A presente pesquisa evidenciou a presença de paresia (força muscular grau IV na escala
do Medical Research Council) em seis pacientes no pré-operatório: dois no grupo ausência
de Modic, um no grupo Modic 2, e três em pacientes não classificados. Um paciente
do grupo Modic 1 apresentou paresia após a cirurgia. Esses pacientes foram submetidos
a reabilitação motora pós-operatória, sendo que a fraqueza muscular foi normalizada
após ∼ 3 meses de tratamento. A recidiva foi observada em cinco pacientes, sendo três
no grupo ausência de Modic, um no grupo Modic 1, e um em um paciente não classificado.
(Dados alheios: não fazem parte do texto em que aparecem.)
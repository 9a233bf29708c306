use std::fs;
use std::path::Path;
use std::process::{Command, Output};

use tempfile::TempDir;

fn tloc_bin() -> &'static str {
    env!("CARGO_BIN_EXE_tloc")
}

fn write_file(path: &Path, contents: &str) {
    fs::write(path, contents).expect("failed to write test file");
}

fn run_tloc(out_dir: &Path, args: &[&str]) -> Output {
    Command::new(tloc_bin())
        .current_dir(out_dir)
        .env("NO_COLOR", "1")
        .env("CLICOLOR", "0")
        .args(args)
        .output()
        .expect("failed to execute tloc")
}

#[test]
fn cli_prints_progress_and_summary() {
    let project = TempDir::new().expect("failed to create temp dir");
    let out = TempDir::new().expect("failed to create temp dir");
    write_file(&project.path().join("main.rs"), "fn main() {}\n// comment\n");

    let output = run_tloc(out.path(), &["--folder", project.path().to_str().unwrap()]);

    assert!(
        output.status.success(),
        "expected success, got status {:?}, stderr: {}",
        output.status.code(),
        String::from_utf8_lossy(&output.stderr)
    );

    let stdout = String::from_utf8_lossy(&output.stdout);
    for needle in ["Scanning files...", "Loading...", "Success!", "Summary"] {
        assert!(stdout.contains(needle), "stdout missing {needle:?}: {stdout}");
    }
    assert!(
        out.path().join("result.txt").exists(),
        "text report should be written to the working directory"
    );
    assert!(
        out.path().join("result.csv").exists(),
        "table should be written to the working directory"
    );
}

#[test]
fn cli_requires_folder() {
    let out = TempDir::new().expect("failed to create temp dir");
    let output = run_tloc(out.path(), &[]);
    assert!(!output.status.success(), "missing --folder should fail");
    let stderr = String::from_utf8_lossy(&output.stderr);
    assert!(stderr.contains("--folder"), "stderr should name the flag: {stderr}");
}

#[test]
fn cli_no_files_found_is_fatal() {
    let project = TempDir::new().expect("failed to create temp dir");
    let out = TempDir::new().expect("failed to create temp dir");

    let output = run_tloc(out.path(), &["-f", project.path().to_str().unwrap()]);

    assert_eq!(output.status.code(), Some(2), "empty folder should exit with 2");
    let stdout = String::from_utf8_lossy(&output.stdout);
    assert!(stdout.contains("No files found."), "stdout: {stdout}");
    assert!(!stdout.contains("Loading..."), "scan must stop before loading: {stdout}");
    assert!(!out.path().join("result.txt").exists());
    assert!(!out.path().join("result.csv").exists());
}

#[test]
fn cli_missing_folder_reports_no_files() {
    let project = TempDir::new().expect("failed to create temp dir");
    let out = TempDir::new().expect("failed to create temp dir");
    let missing = project.path().join("missing");

    let output = run_tloc(out.path(), &["-f", missing.to_str().unwrap()]);

    assert_eq!(output.status.code(), Some(2));
    let stderr = String::from_utf8_lossy(&output.stderr);
    assert!(stderr.contains("no files found"), "stderr: {stderr}");
}

#[test]
fn cli_exclude_is_substring_match_on_file_names() {
    let project = TempDir::new().expect("failed to create temp dir");
    let out = TempDir::new().expect("failed to create temp dir");
    write_file(&project.path().join("app.py"), "print(1)\n");
    write_file(&project.path().join("foo.gitignore"), "target/\n");
    write_file(&project.path().join(".gitattributes"), "* text=auto\n");
    write_file(&project.path().join("notes.md"), "# notes\n");

    let output = run_tloc(
        out.path(),
        &["-f", project.path().to_str().unwrap(), "-x", ".git", ".md"],
    );
    assert!(output.status.success());

    let table = fs::read_to_string(out.path().join("result.csv")).unwrap();
    assert!(table.contains("app.py"), "table: {table}");
    assert!(!table.contains("foo.gitignore"), "`.git` must match inside `.gitignore`: {table}");
    assert!(!table.contains(".gitattributes"), "table: {table}");
    assert!(!table.contains("notes.md"), "table: {table}");
    assert!(String::from_utf8_lossy(&output.stdout).contains("Files:         1"));
}

#[test]
fn cli_unreadable_file_degrades_without_aborting() {
    let project = TempDir::new().expect("failed to create temp dir");
    let out = TempDir::new().expect("failed to create temp dir");
    write_file(&project.path().join("ok.sh"), "# shebang-ish\necho hi\n");
    write_file(&project.path().join("__tloc_read_fail__"), "never read\n");

    let output = Command::new(tloc_bin())
        .current_dir(out.path())
        .env("NO_COLOR", "1")
        .env("CLICOLOR", "0")
        .env("TLOC_ENABLE_FAULTS", "1")
        .args(["-f", project.path().to_str().unwrap()])
        .output()
        .expect("failed to execute tloc");

    assert!(
        output.status.success(),
        "a single unreadable file must not abort the run, stderr: {}",
        String::from_utf8_lossy(&output.stderr)
    );
    let stderr = String::from_utf8_lossy(&output.stderr);
    assert!(stderr.contains("could not read file"), "stderr: {stderr}");

    let table = fs::read_to_string(out.path().join("result.csv")).unwrap();
    let degraded = table
        .lines()
        .find(|line| line.contains("__tloc_read_fail__"))
        .expect("degraded row present");
    assert!(
        degraded.ends_with(",Unsupported File,,,,"),
        "numeric fields must be empty, not zero: {degraded}"
    );
    let ok_row = table.lines().find(|line| line.contains("ok.sh")).unwrap();
    assert!(ok_row.ends_with(",Shell,2,0,1,1"), "row: {ok_row}");

    let stdout = String::from_utf8_lossy(&output.stdout);
    assert!(stdout.contains("Files:         2"), "stdout: {stdout}");
    assert!(stdout.contains("Lines:         2"), "stdout: {stdout}");
}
Considerando as complicações, um estudo multicêntrico com > 26.000 casos encontrou
prevalência < 1% para discectomia endoscópica percutânea, tais como: disestesia 0,45%,
rupturas durais 0,17%, discite 0,25%, deficiência sensitivo-motora 0,32%, e recorrência
0,79%.[12]
Os fatores de risco gerais para a recorrência em cirurgia endoscópica percutânea são:
sexo masculino, obesidade, idade > 50 anos, história de trauma, e hérnia de disco
central. Porém, existem fatores relacionados à técnica cirúrgica, tais como: cirurgiões
menos experientes (< 200 casos) e uso de material inadequado.[9]
[13]
Em nosso estudo, todos os pacientes foram submetidos à técnica transforaminal para
hérnia de disco lombar em discos com degeneração avançada (Pfirrmann IV e V). Foi
observada uma melhora significativa, não só estatisticamente, mas também clinicamente,
na intensidade da dor ciática, de acordo com a EVA no último acompanhamento pós-operatório;
contudo, não houve diferença entre os dois grupos.
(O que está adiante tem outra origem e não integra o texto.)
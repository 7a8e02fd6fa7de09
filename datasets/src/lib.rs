//! `regpath-datasets` provides seeded synthetic datasets for tests, benchmarks and demos of the
//! `regpath` crates.
//!
//! ## Current State
//!
//! Currently the following generators are provided:
//!
//! * `sparse_regression` : linear targets from a sparse ground truth with gaussian noise
//! * `binary_classification` : labels drawn from a sparse logistic model
//! * `bank_marketing` : an imbalanced, named stand-in for the bank marketing campaign data
//!
//! All generators take the random number generator as argument, seeding it makes the data
//! reproducible.
//!
//! ## Using a dataset
//!
//! ```ignore
//! use rand_xoshiro::Xoshiro256Plus;
//!
//! let mut rng = Xoshiro256Plus::seed_from_u64(42);
//! let (train, valid) = regpath_datasets::generate::bank_marketing(4000, &mut rng)
//!     .split_with_ratio(0.7);
//! ```

pub mod generate;

pub use generate::{bank_marketing, binary_classification, sparse_regression};
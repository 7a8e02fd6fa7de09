//! regpath prelude.
//!
//! This module contains the most used types, type aliases, traits and
//! functions that you can import easily as a group.
//!

#[doc(no_inline)]
pub use crate::error::{Error, Result};

#[doc(no_inline)]
pub use crate::traits::*;

#[doc(no_inline)]
pub use crate::param_guard::ParamGuard;

#[doc(no_inline)]
pub use crate::dataset::{Dataset, DatasetBase, Float};

#[doc(no_inline)]
pub use crate::{
    cost_path, select_from_path, InfluencePolicy, PathFitter, PenaltyGrid, RegressionKind,
    RegularizationPath, SelectionResult,
};

#[doc(no_inline)]
pub use crate::metrics_classification::{BinaryClassification, ConfusionMatrix};

#[doc(no_inline)]
pub use crate::metrics_regression::Regression;
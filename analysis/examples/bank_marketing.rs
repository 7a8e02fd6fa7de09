use std::error::Error;

use env_logger::Env;
use log::info;
use rand::SeedableRng;
use rand_xoshiro::Xoshiro256Plus;

use regpath::ParamGuard;
use regpath_analysis::{AnalysisParams, RegularizationAnalysis};

fn main() -> Result<(), Box<dyn Error>> {
    env_logger::Builder::from_env(Env::default().default_filter_or("info")).init();

    // synthetic stand-in for the campaign data, seeded for reproducible reports
    let mut rng = Xoshiro256Plus::seed_from_u64(42);
    let dataset = regpath_datasets::bank_marketing(4000, &mut rng);
    info!(
        "generated {} clients with {} features",
        dataset.nsamples(),
        dataset.nfeatures()
    );

    for params in vec![AnalysisParams::ridge(), AnalysisParams::lasso()] {
        let analysis = RegularizationAnalysis::new(params.check()?);
        let report = analysis.run(&dataset)?;

        info!("{} analysis finished\n{}", report.kind(), report);

        let trajectory_ends = report
            .influential
            .iter()
            .zip(&report.influential_names)
            .map(|(idx, name)| {
                let trajectory = report.path.trajectory(*idx);
                format!(
                    "{}: {:.3} -> {:.3}",
                    name,
                    trajectory[0],
                    trajectory[trajectory.len() - 1]
                )
            })
            .collect::<Vec<_>>();
        info!("coefficient trajectories along the grid: {:?}", trajectory_ends);
    }

    Ok(())
}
Na presente pesquisa, a cirurgia endoscópica transforaminal para hérnia de disco lombar
com discopatia avançada representada por estágios mais avançados nas classificações
de Modic e Pfirrmann demonstrou ser clinicamente eficaz na redução da dor (pré-operatório
forte a pós-operatório leve). Não houve diferença clínica para aqueles pacientes que
apresentavam doença degenerativa discal avançada.
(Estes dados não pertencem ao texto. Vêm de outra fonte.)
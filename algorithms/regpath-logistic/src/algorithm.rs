use argmin::core::{CostFunction, Executor, Gradient, State};
use argmin::solver::linesearch::MoreThuenteLineSearch;
use argmin::solver::quasinewton::LBFGS;
use log::{debug, warn};
use ndarray::{s, Array1, ArrayBase, ArrayView1, ArrayView2, Data, Ix2};
use num_traits::ToPrimitive;

#[cfg(feature = "serde")]
use serde_crate::{Deserialize, Serialize};

use regpath::metrics::BinaryLabel;
use regpath::traits::{Fit, LinearModel, Predict};
use regpath::{Dataset, DatasetBase, Float};

use crate::error::{LogisticError, Result};
use crate::hyperparams::LogisticRegressionValidParams;

/// Number of past updates kept by L-BFGS
const HISTORY_SIZE: usize = 10;

macro_rules! impl_fit {
    ($($t:ty),*) => {
        $(
            impl<L: BinaryLabel> Fit<ndarray::Array2<$t>, Array1<L>, LogisticError>
                for LogisticRegressionValidParams<$t>
            {
                type Object = FittedLogisticRegression<$t>;

                /// Fit the coefficients and intercept maximizing the penalized likelihood
                ///
                /// The targets must be binary labels (`bool`, or `0`/`1` numbers) with both
                /// classes present. Returns an error if records and targets are misaligned,
                /// any record is not finite or the solver fails.
                fn fit(&self, dataset: &Dataset<$t, L>) -> Result<Self::Object> {
                    let x = dataset.records();
                    let target = signed_targets(x, dataset.targets())?;

                    let problem = LogisticProblem {
                        x: x.view(),
                        target: target.view(),
                        alpha: self.alpha(),
                    };
                    let init = Array1::zeros(x.ncols() + self.fit_intercept() as usize);

                    let linesearch = MoreThuenteLineSearch::new();
                    let solver = LBFGS::new(linesearch, HISTORY_SIZE)
                        .with_tolerance_grad(self.gradient_tolerance())?;

                    let mut result = Executor::new(problem, solver)
                        .configure(|state| state.param(init).max_iters(self.max_iterations()))
                        .run()?;

                    let iterations = result.state.get_iter();
                    if iterations >= self.max_iterations() {
                        warn!("L-BFGS reached the maximum of {} iterations", iterations);
                    }
                    debug!(
                        "L-BFGS stopped after {} iterations with loss {}",
                        iterations,
                        result.state.get_best_cost()
                    );

                    let w = result.state.take_best_param().ok_or_else(|| {
                        regpath::Error::Solver("L-BFGS returned no parameters".to_string())
                    })?;
                    let (params, intercept) = split_params(x.ncols(), &w);

                    Ok(FittedLogisticRegression::new(intercept, params))
                }
            }
        )*
    };
}

impl_fit!(f32, f64);

/// Check the records and map the binary labels to `-1` and `1`
fn signed_targets<F, L, D, T>(
    x: &ArrayBase<D, Ix2>,
    y: &ArrayBase<T, ndarray::Ix1>,
) -> Result<Array1<F>>
where
    F: Float,
    L: BinaryLabel,
    D: Data<Elem = F>,
    T: Data<Elem = L>,
{
    if x.nrows() != y.len() {
        return Err(LogisticError::MismatchedShapes(x.nrows(), y.len()));
    }
    if x.nrows() == 0 {
        return Err(regpath::Error::EmptyInput.into());
    }
    if x.iter().any(|v| !v.is_finite()) {
        return Err(LogisticError::InvalidValues);
    }

    let target = y
        .iter()
        .enumerate()
        .map(|(idx, label)| match label.to_binary() {
            Some(true) => Ok(F::one()),
            Some(false) => Ok(-F::one()),
            None => Err(LogisticError::InvalidLabel(idx)),
        })
        .collect::<Result<Array1<F>>>()?;

    let npositive = target.iter().filter(|t| **t > F::zero()).count();
    if npositive == 0 || npositive == target.len() {
        return Err(LogisticError::WrongNumberOfClasses);
    }

    Ok(target)
}

/// Split the parameter vector `w` into coefficients and an optional trailing intercept
fn split_params<F: Float>(n_features: usize, w: &Array1<F>) -> (Array1<F>, F) {
    let intercept = if w.len() > n_features {
        w[n_features]
    } else {
        F::zero()
    };
    (w.slice(s![..n_features]).to_owned(), intercept)
}

/// The logistic function
fn logistic<F: Float>(x: F) -> F {
    F::one() / (F::one() + (-x).exp())
}

/// Log of the logistic function, stable for large magnitudes
fn log_logistic<F: Float>(x: F) -> F {
    if x > F::zero() {
        -(F::one() + (-x).exp()).ln()
    } else {
        x - (F::one() + x.exp()).ln()
    }
}

/// Penalized negative log-likelihood for labels `y ∈ {-1, 1}`
///
/// Uses `P(y | z) = σ(y·z)`, which gives
/// `-Σ log σ(y_i z_i) + α/2 · wᵀw` with the intercept left out of the penalty.
fn logistic_loss<F: Float>(x: &ArrayView2<F>, y: &ArrayView1<F>, alpha: F, w: &Array1<F>) -> F {
    let (params, intercept) = split_params(x.ncols(), w);
    let yz = (x.dot(&params) + intercept) * y;

    -yz.mapv(log_logistic).sum() + F::cast(0.5) * alpha * params.dot(&params)
}

/// Gradient of [`logistic_loss`], the intercept derivative is the last entry if fitted
fn logistic_grad<F: Float>(
    x: &ArrayView2<F>,
    y: &ArrayView1<F>,
    alpha: F,
    w: &Array1<F>,
) -> Array1<F> {
    let n_features = x.ncols();
    let (params, intercept) = split_params(n_features, w);

    // dL/dz_i = (σ(y_i z_i) - 1) · y_i
    let mut yz = (x.dot(&params) + intercept) * y;
    yz.mapv_inplace(logistic);
    yz -= F::one();
    yz *= y;

    let mut grad = Array1::zeros(w.len());
    grad.slice_mut(s![..n_features])
        .assign(&(x.t().dot(&yz) + &(params * alpha)));
    if w.len() > n_features {
        grad[n_features] = yz.sum();
    }
    grad
}

/// Logistic regression problem handed to argmin
struct LogisticProblem<'a, F> {
    x: ArrayView2<'a, F>,
    target: ArrayView1<'a, F>,
    alpha: F,
}

impl<'a, F: Float> CostFunction for LogisticProblem<'a, F> {
    type Param = Array1<F>;
    type Output = F;

    fn cost(&self, p: &Self::Param) -> std::result::Result<Self::Output, argmin::core::Error> {
        Ok(logistic_loss(&self.x, &self.target, self.alpha, p))
    }
}

impl<'a, F: Float> Gradient for LogisticProblem<'a, F> {
    type Param = Array1<F>;
    type Gradient = Array1<F>;

    fn gradient(
        &self,
        p: &Self::Param,
    ) -> std::result::Result<Self::Gradient, argmin::core::Error> {
        Ok(logistic_grad(&self.x, &self.target, self.alpha, p))
    }
}

/// A fitted logistic regression which can make predictions
///
/// Probabilities refer to the positive class. Hard predictions are `true` whenever the
/// probability reaches the threshold, which defaults to `0.5`.
#[cfg_attr(
    feature = "serde",
    derive(Serialize, Deserialize),
    serde(crate = "serde_crate")
)]
#[derive(Debug, Clone, PartialEq)]
pub struct FittedLogisticRegression<F> {
    threshold: F,
    intercept: F,
    params: Array1<F>,
}

impl<F: Float> FittedLogisticRegression<F> {
    fn new(intercept: F, params: Array1<F>) -> FittedLogisticRegression<F> {
        FittedLogisticRegression {
            threshold: F::cast(0.5),
            intercept,
            params,
        }
    }

    /// Set the probability threshold from which the positive class is predicted
    ///
    /// # Errors
    ///
    /// Returns [`InvalidThreshold`](LogisticError::InvalidThreshold) if the threshold is not in
    /// `[0, 1]`.
    pub fn set_threshold(mut self, threshold: F) -> Result<FittedLogisticRegression<F>> {
        if threshold.is_nan() || threshold < F::zero() || threshold > F::one() {
            return Err(LogisticError::InvalidThreshold(
                threshold.to_f32().unwrap_or(f32::NAN),
            ));
        }
        self.threshold = threshold;
        Ok(self)
    }

    pub fn threshold(&self) -> F {
        self.threshold
    }

    pub fn intercept(&self) -> F {
        self.intercept
    }

    pub fn params(&self) -> &Array1<F> {
        &self.params
    }

    /// Given a feature matrix, predict the probability of the positive class for every row
    ///
    /// # Panics
    ///
    /// Panics if the number of columns differs from the number of features seen during fitting.
    pub fn predict_probabilities<A: Data<Elem = F>>(&self, x: &ArrayBase<A, Ix2>) -> Array1<F> {
        assert_eq!(
            x.ncols(),
            self.params.len(),
            "Number of data features must match the number of features the model was trained with."
        );

        (x.dot(&self.params) + self.intercept).mapv_into(logistic)
    }
}

impl<F: Float> LinearModel<F> for FittedLogisticRegression<F> {
    fn coefficients(&self) -> &Array1<F> {
        &self.params
    }

    fn intercept(&self) -> F {
        self.intercept
    }
}

impl<F: Float, D: Data<Elem = F>> Predict<&ArrayBase<D, Ix2>, Array1<bool>>
    for FittedLogisticRegression<F>
{
    /// Predict the class of every row, `true` for the positive class
    fn predict(&self, x: &ArrayBase<D, Ix2>) -> Array1<bool> {
        self.predict_probabilities(x)
            .mapv(|prob| prob >= self.threshold)
    }
}

impl<F: Float, D: Data<Elem = F>, T> Predict<&DatasetBase<ArrayBase<D, Ix2>, T>, Array1<bool>>
    for FittedLogisticRegression<F>
{
    fn predict(&self, dataset: &DatasetBase<ArrayBase<D, Ix2>, T>) -> Array1<bool> {
        self.predict(dataset.records())
    }
}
As limitações da presente pesquisa foram o tamanho da amostra, o acompanhamento relativamente
curto dos pacientes, realizado em apenas um centro especializado; no entanto, a presente
pesquisa ainda traz dados importantes sobre a doença degenerativa discal avançada
tratada com método minimamente invasivo.
Conclusão
O presente estudo mostrou que, mesmo na degeneração discal avançada, a discectomia
endoscópica percutânea transforaminal parece ser um método eficiente na redução da
dor radicular em pacientes com hérnia de disco lombar.
A melhora da dor pós-operatória foi observada em todos os grupos analisados pela classificação
Modic (ausência de Modic, Modic 1 e Modic 2) ou pela classificação de Pfirrmann (Pfirrmann
IV e Pfirrmann V), sem diferença clínica na redução da dor ciática entre os grupos.